I don't know that that foolish woman knew what she was doing, but I will tell her. In allowing your child to go out with those shoes, you were sowing the seeds of disease, which will either kill her before she leaves childhood, or send her into womanhood wrecked for life, and finally to die of consumption. If your child dies before leaving childhood, you will undoubtedly mourn as sincerely as did Rachel, and your good minister will come to comfort you. He will assure you that "the Lord gave, and the Lord taketh away." He will tell you that whom the Lord loveth He chasteneth. He will also caution you against repining at an affliction wisely ordered by Divine Providence.

All this may do as a salve for your sorrow; but it isn't true. The Lord didn't take away your child.You yourself sent her away. This affliction was not ordered by Divine Providence. It was an affliction solely of your own preparation and consummation. No one else in the wide world is responsible for your child's death, and, but for you, she might have been living now. It may be very pleasant for you to cast the responsibility upon Divine Providence, but it isn't fair.
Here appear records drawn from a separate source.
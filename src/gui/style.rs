use iced::{Background, Border, Color, Shadow, Theme};
use iced::widget::button;
use iced::widget::container;

pub const AMBER: Color = Color { r: 1.0, g: 0.69, b: 0.0, a: 1.0 };
pub const NEEDLE_RED: Color = Color { r: 0.82, g: 0.19, b: 0.13, a: 1.0 };
pub const DIM: Color = Color { r: 0.33, g: 0.33, b: 0.33, a: 1.0 };

/// Station rows: the whole row is a button, but it should read as text.
pub struct TextButtonStyleSheet;

impl button::StyleSheet for TextButtonStyleSheet {
    type Style = Theme;

    fn active(&self, style: &Self::Style) -> button::Appearance {
        button::Appearance {
            shadow_offset: Default::default(),
            background: None,
            text_color: style.palette().text,
            border: Border {
                color: Color::TRANSPARENT,
                width: 0.0,
                radius: 0.0.into(),
            },
            shadow: Shadow::default(),
        }
    }

    fn hovered(&self, style: &Self::Style) -> button::Appearance {
        button::Appearance {
            text_color: AMBER,
            ..self.active(style)
        }
    }
}

/// One entry of the tuning dial. The active entry is lit.
pub struct DialItemStyleSheet {
    pub active: bool,
}

impl container::StyleSheet for DialItemStyleSheet {
    type Style = Theme;

    fn appearance(&self, _style: &Self::Style) -> container::Appearance {
        let color = if self.active { AMBER } else { DIM };

        container::Appearance {
            text_color: Some(color),
            background: if self.active { Some(Background::Color(Color { a: 0.12, ..AMBER })) } else { None },
            border: Border {
                color,
                width: 1.0,
                radius: 4.0.into(),
            },
            shadow: Shadow::default(),
        }
    }
}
We are all of us too apt to shirk the responsibility, and, with a sort of meek, resigned, gracious wave of the hand, transfer the responsibility to Divine Providence. But it won't do. You can't deceive Heaven in that way.

You yourself hold that child's life in your hand. You can save her, or you can kill her by the mere matter of thickness of leather. If you don't take off those blue shoes, woman, your child will die. Divine Providence won't take off the shoes for you. The requisites for the life of your child are common sense and a shoemaker. It is criminally thoughtless for you to expose your child. It is cowardly for you, when your child dies, to try to shift the responsibility upon Heaven, which had nothing to do with it. If the epitaph was written properly or truthfully upon her little gravestone, hereafter, it would read somewhat after the following fashion:

Here Lies the Body of****WHO DIED OF THIN SHOES AND MATERNAL FOLLY.Her Mother Did It.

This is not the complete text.